No hay otro adjetivo: nadie, en ese momento, se habría atrevido a pensar que una novela con páginas enteras en latín y un conflicto sobre el saber y el pecado original como argumento -más todos los guiños que ustedes quieran a Sherlock Holmes y a la cultura occidental y al intocable Borges al fondo- se convertiría en la novela más vendida -y leída instantáneamente- del siglo XX. O en una de ellas. Escrita -hay que recordarlo- no por un novelista, sino por un profesor, y eso se notaba.
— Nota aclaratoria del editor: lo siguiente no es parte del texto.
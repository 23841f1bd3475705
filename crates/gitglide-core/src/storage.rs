//! # Storage Errors
//!
//! Error type shared by the integration-config and audit-log stores.

use crate::{ErrorCategory, WebhookLogId};

/// Errors raised by persistent stores
#[derive(Debug, thiserror::Error)]
pub enum StorageError {
    #[error("Webhook log not found: {id}")]
    LogNotFound { id: WebhookLogId },

    #[error("Integration config not found: {key}")]
    ConfigNotFound { key: String },

    #[error("Webhook log {id} already reached a terminal status")]
    AlreadyTerminal { id: WebhookLogId },

    #[error("Storage unavailable: {message}")]
    Unavailable { message: String },

    #[error("Serialization failed: {message}")]
    Serialization { message: String },

    #[error("I/O error: {message}")]
    Io { message: String },
}

impl StorageError {
    /// Check if error is transient and should be retried
    pub fn is_transient(&self) -> bool {
        matches!(self, Self::Unavailable { .. } | Self::Io { .. })
    }

    /// Get error category for monitoring
    pub fn error_category(&self) -> ErrorCategory {
        if self.is_transient() {
            ErrorCategory::Transient
        } else {
            ErrorCategory::Permanent
        }
    }
}

impl From<std::io::Error> for StorageError {
    fn from(e: std::io::Error) -> Self {
        Self::Io {
            message: e.to_string(),
        }
    }
}

impl From<serde_json::Error> for StorageError {
    fn from(e: serde_json::Error) -> Self {
        Self::Serialization {
            message: e.to_string(),
        }
    }
}
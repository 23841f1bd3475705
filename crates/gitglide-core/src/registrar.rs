//! # Webhook Registrar
//!
//! Turns a user's "enable/disable auto-fix for project P" command into a
//! remote webhook registration plus a persisted [`IntegrationConfig`] row.
//!
//! Enable registers a fresh webhook every time and overwrites the stored
//! webhook id and secret; a previously registered webhook is left orphaned
//! on the platform. When the new webhook cannot be recorded locally it is
//! deleted again before the error is returned. Disable deletes the remote
//! webhook best-effort and always clears the local record.
//!
//! [`IntegrationConfig`]: crate::integration_config::IntegrationConfig

use crate::credential_vault::{CredentialVault, Provider, SecretToken};
use crate::integration_config::{AutofixSettings, IntegrationConfigStore};
use crate::upstream::{CreateWebhookRequest, DeploymentPlatform, WebhookDeletion};
use crate::{CapabilityKey, ProjectId, RemediationError, UserId};
use serde::Serialize;
use std::sync::Arc;
use tracing::{error, info, instrument, warn};
use url::Url;

/// Default path of the inbound webhook route
pub const DEFAULT_RECEIVER_PATH: &str = "/api/webhooks/vercel";

/// Event types tracked by default
pub const DEFAULT_TRACKED_EVENTS: [&str; 2] = ["deployment.error", "deployment.canceled"];

/// Registrar settings derived from service configuration
#[derive(Debug, Clone)]
pub struct RegistrarSettings {
    /// Public base URL of this service; required to enable auto-fix
    pub public_base_url: Option<String>,
    pub receiver_path: String,
    /// Event types the registered webhook subscribes to
    pub tracked_events: Vec<String>,
}

impl Default for RegistrarSettings {
    fn default() -> Self {
        Self {
            public_base_url: None,
            receiver_path: DEFAULT_RECEIVER_PATH.to_string(),
            tracked_events: DEFAULT_TRACKED_EVENTS.iter().map(|e| e.to_string()).collect(),
        }
    }
}

impl RegistrarSettings {
    /// Absolute URL the platform should deliver events to
    pub fn receiver_url(&self) -> Result<String, RemediationError> {
        let base = self
            .public_base_url
            .as_deref()
            .filter(|b| !b.trim().is_empty())
            .ok_or_else(|| RemediationError::Configuration {
                message: "public base URL is not configured".to_string(),
            })?;

        let parsed = Url::parse(base).map_err(|e| RemediationError::Configuration {
            message: format!("public base URL '{}' is invalid: {}", base, e),
        })?;
        if parsed.scheme() != "http" && parsed.scheme() != "https" {
            return Err(RemediationError::Configuration {
                message: format!("public base URL '{}' must use http or https", base),
            });
        }

        Ok(format!(
            "{}/{}",
            base.trim_end_matches('/'),
            self.receiver_path.trim_start_matches('/')
        ))
    }
}

/// Result of a toggle command
#[derive(Debug, Clone, PartialEq, Eq, Serialize)]
#[serde(tag = "status", rename_all = "lowercase")]
pub enum ToggleResult {
    Enabled {
        #[serde(rename = "webhookId")]
        webhook_id: String,
    },
    Disabled,
}

/// Registers and removes project-scoped failure webhooks
pub struct WebhookRegistrar {
    vault: Arc<dyn CredentialVault>,
    configs: Arc<dyn IntegrationConfigStore>,
    platform: Arc<dyn DeploymentPlatform>,
    settings: RegistrarSettings,
}

impl WebhookRegistrar {
    pub fn new(
        vault: Arc<dyn CredentialVault>,
        configs: Arc<dyn IntegrationConfigStore>,
        platform: Arc<dyn DeploymentPlatform>,
        settings: RegistrarSettings,
    ) -> Self {
        Self {
            vault,
            configs,
            platform,
            settings,
        }
    }

    /// Enable or disable auto-fix for one of the user's projects
    ///
    /// # Errors
    ///
    /// - [`RemediationError::CredentialMissing`] when the user has no platform token
    /// - [`RemediationError::Configuration`] on enable without a public base URL
    /// - [`RemediationError::Upstream`] when webhook registration fails; no
    ///   local state is written in that case
    /// - [`RemediationError::Storage`] when the config row cannot be written;
    ///   the newly registered webhook is deleted again first
    #[instrument(skip(self), fields(user_id = %user_id, project_id = %project_id))]
    pub async fn set_project_autofix(
        &self,
        user_id: &UserId,
        project_id: &ProjectId,
        enabled: bool,
    ) -> Result<ToggleResult, RemediationError> {
        let token = self
            .vault
            .get_token(user_id, Provider::Vercel)
            .await?
            .ok_or(RemediationError::CredentialMissing {
                provider: Provider::Vercel,
            })?;

        let key = CapabilityKey::for_vercel_project(project_id);
        if enabled {
            self.enable(user_id, project_id, &key, &token).await
        } else {
            self.disable(user_id, &key, &token).await
        }
    }

    async fn enable(
        &self,
        user_id: &UserId,
        project_id: &ProjectId,
        key: &CapabilityKey,
        token: &SecretToken,
    ) -> Result<ToggleResult, RemediationError> {
        let request = CreateWebhookRequest {
            events: self.settings.tracked_events.clone(),
            project_ids: vec![project_id.to_string()],
            url: self.settings.receiver_url()?,
        };

        let created = self.platform.create_webhook(token, &request).await?;
        let settings = AutofixSettings {
            webhook_id: created.id,
            secret: created.secret,
        };

        if let Err(e) = self
            .configs
            .upsert(user_id, key, true, settings.to_value())
            .await
        {
            self.roll_back_registration(token, &settings.webhook_id).await;
            return Err(e.into());
        }

        info!(webhook_id = %settings.webhook_id, "Auto-fix enabled");
        Ok(ToggleResult::Enabled {
            webhook_id: settings.webhook_id,
        })
    }

    /// Delete a webhook registered by an enable whose local write failed
    async fn roll_back_registration(&self, token: &SecretToken, webhook_id: &str) {
        match self.platform.delete_webhook(token, webhook_id).await {
            Ok(_) => info!(webhook_id, "Rolled back webhook registration"),
            Err(e) => error!(
                webhook_id,
                error = %e,
                "Failed to roll back webhook registration; remote webhook is orphaned"
            ),
        }
    }

    async fn disable(
        &self,
        user_id: &UserId,
        key: &CapabilityKey,
        token: &SecretToken,
    ) -> Result<ToggleResult, RemediationError> {
        let Some(existing) = self.configs.get(user_id, key).await? else {
            info!("Auto-fix already disabled; no integration record");
            return Ok(ToggleResult::Disabled);
        };

        let webhook_id = existing
            .config
            .get("webhookId")
            .and_then(|v| v.as_str())
            .filter(|id| !id.is_empty());

        if let Some(webhook_id) = webhook_id {
            match self.platform.delete_webhook(token, webhook_id).await {
                Ok(WebhookDeletion::Deleted) => info!(webhook_id, "Remote webhook deleted"),
                Ok(WebhookDeletion::AlreadyGone) => {
                    info!(webhook_id, "Remote webhook was already deleted")
                }
                Err(e) => warn!(
                    webhook_id,
                    error = %e,
                    "Failed to delete remote webhook; clearing local record anyway"
                ),
            }
        }

        self.configs
            .update(user_id, key, false, serde_json::json!({}))
            .await?;

        info!("Auto-fix disabled");
        Ok(ToggleResult::Disabled)
    }
}

#[cfg(test)]
#[path = "registrar_tests.rs"]
mod tests;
El aura que desprendía era generosa: ofrecía seguridad a quien supiera apreciarla, o quisiera tomarla

Parecía una gran broma y algo de eso, siempre pensé que había sido. Pero qué broma tan inteligente y qué extraordinario acercamiento entre lo apocalíptico y lo integrado. Eco lo intentó después más veces, pero nunca lo logró como aquella vez primera. Sus siguientes novelas -desde «El péndulo de Foucault» a «El cementerio de Praga»- parecían visitas a una casa donde él -sólo él- se encontraba a gusto habitándola, pero ya no invitaban a quedarse en ellas. No existía en sus páginas aquel esplendor inaugural -e irónico- de «El nombre de la rosa».

Le gustaban las listas

La tercera -y más plácida- onda expansiva, fue la de sus listas. Las listas como esqueletos de la cultura occidental. A Umberto Eco le gustaban las listas. A mí también, mucho. Conozco a más gente a la que le pasa lo mismo. Se me ocurren ahora el pintor Dis Berlin, el novelista Modiano, los poetas Juan Manuel Bonet y Enrique Juncosa, el escritor Sánchez-Ostiz o tantos historiadores devotos de la intrahistoria, capaces de recrear una vida lejana a partir de un inventario de muebles, o una lista de ropa de casa, o las compras de vituallas en una familia del siglo XVI.

A Eco le gustaban mucho las listas -huella y sostén de la memoria- y en ellas -como en sus historias de la belleza o de la fealdad- acumulaba, con gran diversión y espíritu casi arqueológico -pero también con el carácter generoso del verdadero profesor-, las claves de la Europa que hemos conocido: la Europa de los libros y del arte y de la música. La Europa humanista. Lo mejor de lo que somos y olvidamos, y en ese combate contra la desmemoria estaba el Umberto Eco de las últimas décadas. Como el gran condotiero que conocí en Toulouse. El gran condotiero de la memoria, «il grande professore», el hombre que sabía que sólo somos lo que recordamos y que sólo a través de lo que sabemos podemos salvarnos de la debacle. Eco contra el alzhéimer de Occidente.